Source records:
[Start of section]

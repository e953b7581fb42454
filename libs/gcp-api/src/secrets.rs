//! Secret Manager models

use serde::{Deserialize, Serialize};

/// Body of `secrets.create`
#[derive(Debug, Clone, Serialize, Deserialize)]
pub struct CreateSecretRequest {
    pub replication: Replication,
}

impl CreateSecretRequest {
    pub fn automatic() -> Self {
        Self {
            replication: Replication {
                automatic: serde_json::Map::new(),
            },
        }
    }
}

#[derive(Debug, Clone, Serialize, Deserialize)]
pub struct Replication {
    pub automatic: serde_json::Map<String, serde_json::Value>,
}

/// Body of `secrets.addVersion`; `data` is base64
#[derive(Debug, Clone, Serialize, Deserialize)]
pub struct AddSecretVersionRequest {
    pub payload: SecretPayload,
}

#[derive(Debug, Clone, Serialize, Deserialize)]
pub struct SecretPayload {
    pub data: String,
}
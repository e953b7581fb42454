//! Control surface models
//!
//! Request bodies and response envelopes for the clawctl HTTP API. Every
//! operation answers with one of `{success}`, `{error}`, `{status}` or
//! `{output}`; delete additionally carries `warnings` on partial failure.

use std::collections::BTreeMap;

use chrono::{DateTime, Utc};
use serde::{Deserialize, Serialize};

/// Bot branding
#[derive(Debug, Clone, PartialEq, Eq, Serialize, Deserialize)]
#[serde(rename_all = "camelCase")]
pub struct Branding {
    pub bot_name: String,
    #[serde(default)]
    pub personality: String,
    #[serde(default, skip_serializing_if = "Option::is_none")]
    pub system_prompt: Option<String>,
}

/// Model selection: one primary plus ordered fallbacks
#[derive(Debug, Clone, PartialEq, Eq, Serialize, Deserialize)]
pub struct Models {
    pub primary: String,
    #[serde(default)]
    pub fallbacks: Vec<String>,
}

/// Deploy request body
#[derive(Debug, Clone, Serialize, Deserialize)]
#[serde(rename_all = "camelCase")]
pub struct DeployBody {
    pub project_id: String,
    pub zone: String,
    pub vm_name: String,
    pub machine_type: String,
    pub branding: Branding,
    pub models: Models,
    #[serde(default)]
    pub plugins: Vec<String>,
    #[serde(default)]
    pub skills: Vec<String>,
    /// Per-skill cron overrides
    #[serde(default)]
    pub skill_crons: BTreeMap<String, String>,
    /// Secret slot name -> raw value
    #[serde(default)]
    pub api_keys: BTreeMap<String, String>,
}

/// Update (config-driven redeploy) request body
#[derive(Debug, Clone, Default, Serialize, Deserialize)]
#[serde(rename_all = "camelCase")]
pub struct UpdateBody {
    pub deployment_id: String,
    #[serde(default)]
    pub branding: Option<Branding>,
    #[serde(default)]
    pub models: Option<Models>,
    #[serde(default)]
    pub plugins: Option<Vec<String>>,
    #[serde(default)]
    pub skills: Option<Vec<String>>,
    #[serde(default)]
    pub skill_crons: Option<BTreeMap<String, String>>,
}

/// VM power actions
#[derive(Debug, Clone, Copy, PartialEq, Eq, Serialize, Deserialize)]
#[serde(rename_all = "lowercase")]
pub enum VmAction {
    Start,
    Stop,
    Reset,
}

#[derive(Debug, Clone, Serialize, Deserialize)]
#[serde(rename_all = "camelCase")]
pub struct VmActionBody {
    pub deployment_id: String,
    pub action: VmAction,
}

#[derive(Debug, Clone, Serialize, Deserialize)]
#[serde(rename_all = "camelCase")]
pub struct DeleteBody {
    pub deployment_id: String,
    /// Physically remove the record instead of marking it deleted
    #[serde(default)]
    pub purge: bool,
}

#[derive(Debug, Clone, Serialize, Deserialize)]
#[serde(rename_all = "camelCase")]
pub struct SecretBody {
    pub deployment_id: String,
    pub secret_name: String,
    pub value: String,
}

/// Query string for status and log fetches
#[derive(Debug, Clone, Serialize, Deserialize)]
#[serde(rename_all = "camelCase")]
pub struct DeploymentQuery {
    #[serde(alias = "deployment_id")]
    pub deployment_id: String,
}

/// `{success}` envelope, with warnings on partial failure
#[derive(Debug, Clone, Default, Serialize, Deserialize)]
pub struct SuccessResponse {
    pub success: bool,
    #[serde(default, skip_serializing_if = "Vec::is_empty")]
    pub warnings: Vec<String>,
}

/// `{error}` envelope
#[derive(Debug, Clone, Serialize, Deserialize)]
pub struct ErrorResponse {
    pub error: String,
}

/// One provisioning step in a deploy response
#[derive(Debug, Clone, Serialize, Deserialize)]
pub struct StepBody {
    pub name: String,
    pub outcome: String,
    #[serde(default, skip_serializing_if = "Option::is_none")]
    pub error: Option<String>,
}

#[derive(Debug, Clone, Serialize, Deserialize)]
#[serde(rename_all = "camelCase")]
pub struct DeployResponse {
    pub success: bool,
    pub deployment_id: String,
    pub steps: Vec<StepBody>,
    #[serde(default, skip_serializing_if = "Vec::is_empty")]
    pub missing_secrets: Vec<String>,
    #[serde(default, skip_serializing_if = "Vec::is_empty")]
    pub warnings: Vec<String>,
}

/// Live VM status; `status` is `NOT_FOUND` when the instance is absent
#[derive(Debug, Clone, Serialize, Deserialize)]
#[serde(rename_all = "camelCase")]
pub struct StatusResponse {
    pub status: String,
    #[serde(default, skip_serializing_if = "Option::is_none")]
    pub internal_ip: Option<String>,
    #[serde(default, skip_serializing_if = "Option::is_none")]
    pub last_start_timestamp: Option<String>,
    #[serde(default, skip_serializing_if = "Option::is_none")]
    pub last_stop_timestamp: Option<String>,
    #[serde(default, skip_serializing_if = "Option::is_none")]
    pub creation_timestamp: Option<String>,
}

/// `{output}` envelope for serial console logs
#[derive(Debug, Clone, Serialize, Deserialize)]
pub struct LogsResponse {
    pub output: String,
}

/// A required secret slot that has no stored value
#[derive(Debug, Clone, PartialEq, Eq, Serialize, Deserialize)]
#[serde(rename_all = "camelCase")]
pub struct MissingSecret {
    pub plugin_id: String,
    pub secret_name: String,
}

#[derive(Debug, Clone, Serialize, Deserialize)]
pub struct MissingConfigResponse {
    pub missing: Vec<MissingSecret>,
}

/// Deployment record summary for listings
#[derive(Debug, Clone, Serialize, Deserialize)]
#[serde(rename_all = "camelCase")]
pub struct DeploymentSummary {
    pub id: String,
    pub project_id: String,
    pub zone: String,
    pub vm_name: String,
    pub status: String,
    #[serde(default, skip_serializing_if = "Option::is_none")]
    pub error: Option<String>,
    pub created_at: DateTime<Utc>,
    pub updated_at: DateTime<Utc>,
}

#[cfg(test)]
mod tests {
    use super::*;

    #[test]
    fn test_deploy_body_defaults() {
        let body: DeployBody = serde_json::from_str(
            r#"{
                "projectId": "p",
                "zone": "us-central1-a",
                "vmName": "claw",
                "machineType": "e2-small",
                "branding": {"botName": "Dyno"},
                "models": {"primary": "google/gemini-2.5-flash"}
            }"#,
        )
        .unwrap();
        assert!(body.plugins.is_empty());
        assert!(body.api_keys.is_empty());
        assert!(body.models.fallbacks.is_empty());
        assert_eq!(body.branding.personality, "");
    }

    #[test]
    fn test_success_response_omits_empty_warnings() {
        let json = serde_json::to_value(SuccessResponse {
            success: true,
            warnings: vec![],
        })
        .unwrap();
        assert!(json.get("warnings").is_none());
    }

    #[test]
    fn test_vm_action_lowercase() {
        let body: VmActionBody =
            serde_json::from_str(r#"{"deploymentId":"d","action":"reset"}"#).unwrap();
        assert_eq!(body.action, VmAction::Reset);
    }
}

[End of section]

| Assignment |
Find the lines above holding the word "Replication" and show them.

| Answer box |
    pub replication: Replication,
            replication: Replication {
pub struct Replication {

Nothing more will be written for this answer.